Jesus taught us to pray, and he gave us a prayer. We lift this prayer as part of our prayers during Communion. The “our” and “us” of the Lord’s Prayer reminds us that we join with disciples across the ages, across the world, and across the street. We pray to our God who is holy and other, and who is known intimately in relationship: our Father. This prayer aligns Jesus’ followers who pray it with God’s reign and rule, God’s Kingdom, in our present time and place. In an act of prayerful trust, we place our spiritual and physical needs in our Father’s hands, even as we are compelled to enact Jesus’ kingdom way of forgiveness. The prayer concludes calling for God’s provision and protection that leads to our praise: for God’s is the kingdom and the power and the glory forever. 


RECEIVING THE BODY AND THE BLOOD

The creation story tells us we are earth made alive by the Spirit. The bread we break and the wine poured out is the stuff of earth filled with the Spirit to enliven us with Christ’s life. We stretch out our hands; God gives; we receive. The servers share God’s grace—the grace offered from one person to another in an act of communion, a sacred joining together. To receive the gifts, worshipers move, spirited-bodies in action who must pay attention to one another even as we discern Christ’s body (1 Corinthians 11). “The body of Christ, broken for you.” “The blood of Christ, shed for you.” If anyone is in Christ, there is a new creation!


LENT: CHANGES IN WORSHIP PATTERNS

The Israelites wandered forty years in the wilderness. Jesus spent forty days in prayer and fasting being tempted by Satan in the desert. Individually, we spend forty days in Lent preparing ourselves through prayer, fasting, scripture reading, and other disciplines. In our communal worship, we alter patterns, reduce extravagances, and embrace penitence. Here are some of the ways Sunday morning worship has and will reflect these Lenten changes: we have removed alleluias, flowers, and brass instruments. We will occasionally strip away organ postludes and musical accompaniment to hymns. We will invite people to kneel in body or spirit during confession even as the presiding minister kneels facing the cross. We have added a common Lenten confession, an extended time of silence and reflection after the sermon, and an invitation to worship more. We pray these modifications to worship will lead us into greater discipleship during this season.


PRAYER OF THANKSGIVING

God’s word has been proclaimed and the church has responded. We recognize the goodness and blessedness of Jesus’ presence with us, and we can’t help but give thanks. At the Chapel, we give thanks through our offerings, which are acts of response and thanksgiving. We give praise through the doxology—a sung prayer in adoration of our God. And we offer prayers of gratitude that conclude with the prayer Jesus taught his disciples. The prayer of thanksgiving is written thinking of God’s glory and the gracious invitation to be joined with Christ through the Spirit. With God’s abundance in view, we cannot help but see our lives in the light of grace and remember Jesus’ activity and presence among us. In this holy remembering, we reflect back to God what was God’s all along: glory.

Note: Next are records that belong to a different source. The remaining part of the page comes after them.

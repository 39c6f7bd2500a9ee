//! Output management and formatting.

use std::io::{self, IsTerminal};

use console::Term;
use owo_colors::OwoColorize;

use bffgen_core::domain::FileDiff;

use crate::cli::global::{GlobalArgs, OutputFormat};
use crate::config::AppConfig;

/// Manages CLI output based on configuration.
///
/// Shared by reference across watch workers; every method writes whole
/// lines.
pub struct OutputManager {
    resolved_format: OutputFormat,
    quiet: bool,
    no_color: bool,
    term: Term,
}

impl OutputManager {
    /// Build an `OutputManager` from parsed CLI flags and loaded config.
    pub fn new(args: &GlobalArgs, config: &AppConfig) -> Self {
        // Resolve Auto → Human (TTY) or Plain (piped/redirected).
        let resolved_format = if args.output_format == OutputFormat::Auto {
            if io::stdout().is_terminal() {
                OutputFormat::Human
            } else {
                OutputFormat::Plain
            }
        } else {
            args.output_format
        };

        Self {
            resolved_format,
            quiet: args.quiet,
            no_color: args.no_color
                || config.output.no_color
                || resolved_format == OutputFormat::Plain,
            term: Term::stdout(),
        }
    }
    // ── Public write methods ───────────────────────────────────────────────

    /// Generic message; suppressed in quiet mode.
    pub fn print(&self, msg: &str) -> io::Result<()> {
        if self.quiet {
            return Ok(());
        }
        self.term.write_line(msg)
    }

    /// Success indicator: `✓ <msg>`.
    pub fn success(&self, msg: &str) -> io::Result<()> {
        if self.quiet {
            return Ok(());
        }
        let line = if self.no_color {
            format!("\u{2713} {msg}") // ✓
        } else {
            format!("{} {}", "\u{2713}".green().bold(), msg.green())
        };
        self.term.write_line(&line)
    }

    /// Error indicator: `✗ <msg>`.  *Not* suppressed in quiet mode; errors
    /// must always be visible.
    pub fn error(&self, msg: &str) -> io::Result<()> {
        let line = if self.no_color {
            format!("\u{2717} {msg}") // ✗
        } else {
            format!("{} {}", "\u{2717}".red().bold(), msg.red())
        };
        self.term.write_line(&line)
    }

    /// Warning indicator: `⚠ <msg>`.
    pub fn warning(&self, msg: &str) -> io::Result<()> {
        if self.quiet {
            return Ok(());
        }
        let line = if self.no_color {
            format!("\u{26a0} {msg}") // ⚠
        } else {
            format!("{} {}", "\u{26a0}".yellow().bold(), msg.yellow())
        };
        self.term.write_line(&line)
    }

    /// Informational indicator: `ℹ <msg>`.
    pub fn info(&self, msg: &str) -> io::Result<()> {
        if self.quiet {
            return Ok(());
        }
        let line = if self.no_color {
            format!("\u{2139} {msg}") // ℹ
        } else {
            format!("{} {}", "\u{2139}".blue().bold(), msg.blue())
        };
        self.term.write_line(&line)
    }

    /// Bold cyan header line.
    pub fn header(&self, text: &str) -> io::Result<()> {
        if self.quiet {
            return Ok(());
        }
        let line = if self.no_color {
            text.to_owned()
        } else {
            text.cyan().bold().to_string()
        };
        self.term.write_line(&line)
    }

    /// Unified diff, `+` lines green and `-` lines red. Suppressed in quiet
    /// mode.
    pub fn diff(&self, diff: &FileDiff) -> io::Result<()> {
        if self.quiet || diff.is_empty() {
            return Ok(());
        }
        let text = diff.to_string();
        if self.no_color {
            return self.term.write_str(&text);
        }
        for line in text.lines() {
            let styled = if line.starts_with("+++") || line.starts_with("---") {
                line.bold().to_string()
            } else if line.starts_with("@@") {
                line.cyan().to_string()
            } else if line.starts_with('+') {
                line.green().to_string()
            } else if line.starts_with('-') {
                line.red().to_string()
            } else {
                line.to_owned()
            };
            self.term.write_line(&styled)?;
        }
        Ok(())
    }

    /// Error line on stderr, for per-file failures that do not stop a run.
    pub fn error_stderr(&self, msg: &str) -> io::Result<()> {
        let line = if self.no_color {
            format!("\u{2717} {msg}") // ✗
        } else {
            format!("{} {}", "\u{2717}".red().bold(), msg.red())
        };
        Term::stderr().write_line(&line)
    }

    /// Warning line on stderr. Shown even in quiet mode.
    pub fn warning_stderr(&self, msg: &str) -> io::Result<()> {
        let line = if self.no_color {
            format!("\u{26a0} {msg}") // ⚠
        } else {
            format!("{} {}", "\u{26a0}".yellow().bold(), msg.yellow())
        };
        Term::stderr().write_line(&line)
    }

    // ── Accessors ─────────────────────────────────────────────────────────

    /// `true` if ANSI colours are enabled.
    pub fn supports_color(&self) -> bool {
        !self.no_color
    }

    /// `true` if quiet mode suppresses most output.
    pub fn is_quiet(&self) -> bool {
        self.quiet
    }

    /// The resolved (non-Auto) output format.
    pub fn format(&self) -> OutputFormat {
        self.resolved_format
    }
}

// ── tests ─────────────────────────────────────────────────────────────────────

#[cfg(test)]
mod tests {
    use super::*;

    use crate::config::AppConfig;

    fn make_manager(quiet: bool, no_color: bool, format: OutputFormat) -> OutputManager {
        let args = GlobalArgs {
            verbose: 0,
            quiet,
            no_color,
            config: None,
            settings: None,
            project_dir: ".".into(),
            output_format: format,
        };
        OutputManager::new(&args, &AppConfig::default())
    }

    #[test]
    fn quiet_suppresses_print() {
        let out = make_manager(true, true, OutputFormat::Plain);
        assert!(out.print("hello").is_ok());
        assert!(out.is_quiet());
    }

    #[test]
    fn error_not_suppressed_in_quiet_mode() {
        let out = make_manager(true, true, OutputFormat::Plain);
        assert!(out.error("something went wrong").is_ok());
    }

    #[test]
    fn no_color_flag_reported() {
        let colored = make_manager(false, false, OutputFormat::Human);
        let no_color = make_manager(false, true, OutputFormat::Human);
        assert!(colored.supports_color());
        assert!(!no_color.supports_color());
    }

    #[test]
    fn plain_format_disables_color() {
        let out = make_manager(false, false, OutputFormat::Plain);
        assert!(!out.supports_color());
        assert_eq!(out.format(), OutputFormat::Plain);
    }

    #[test]
    fn settings_can_disable_color() {
        let args = GlobalArgs {
            verbose: 0,
            quiet: false,
            no_color: false,
            config: None,
            settings: None,
            project_dir: ".".into(),
            output_format: OutputFormat::Human,
        };
        let mut config = AppConfig::default();
        config.output.no_color = true;
        assert!(!OutputManager::new(&args, &config).supports_color());
    }

    #[test]
    fn empty_diff_prints_nothing() {
        let out = make_manager(false, true, OutputFormat::Plain);
        let diff = FileDiff::compute("main.go", Some("a\n"), "a\n", 3);
        assert!(out.diff(&diff).is_ok());
    }
}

BENEDICTION AND SENDING FORTH

We are people gathered by Christ’s love, who scatter to be witnesses to that love in the world. Gathering and scattering; inhaling life to exhale life in the world; inspired by the Spirit to expire for Christ. Through the worship liturgy, we are reminded of how God works in creation and new creation, and we learn to see Jesus’ presence anew. Being enlightened by the light of the world in this way, we are sent out to continue worshiping, to see God’s presence and activity in the world, and to testify to God’s grace. To this end, the minister proclaims a good word of blessing and sending, and the people, led by the cross, depart singing a song of worship and praise.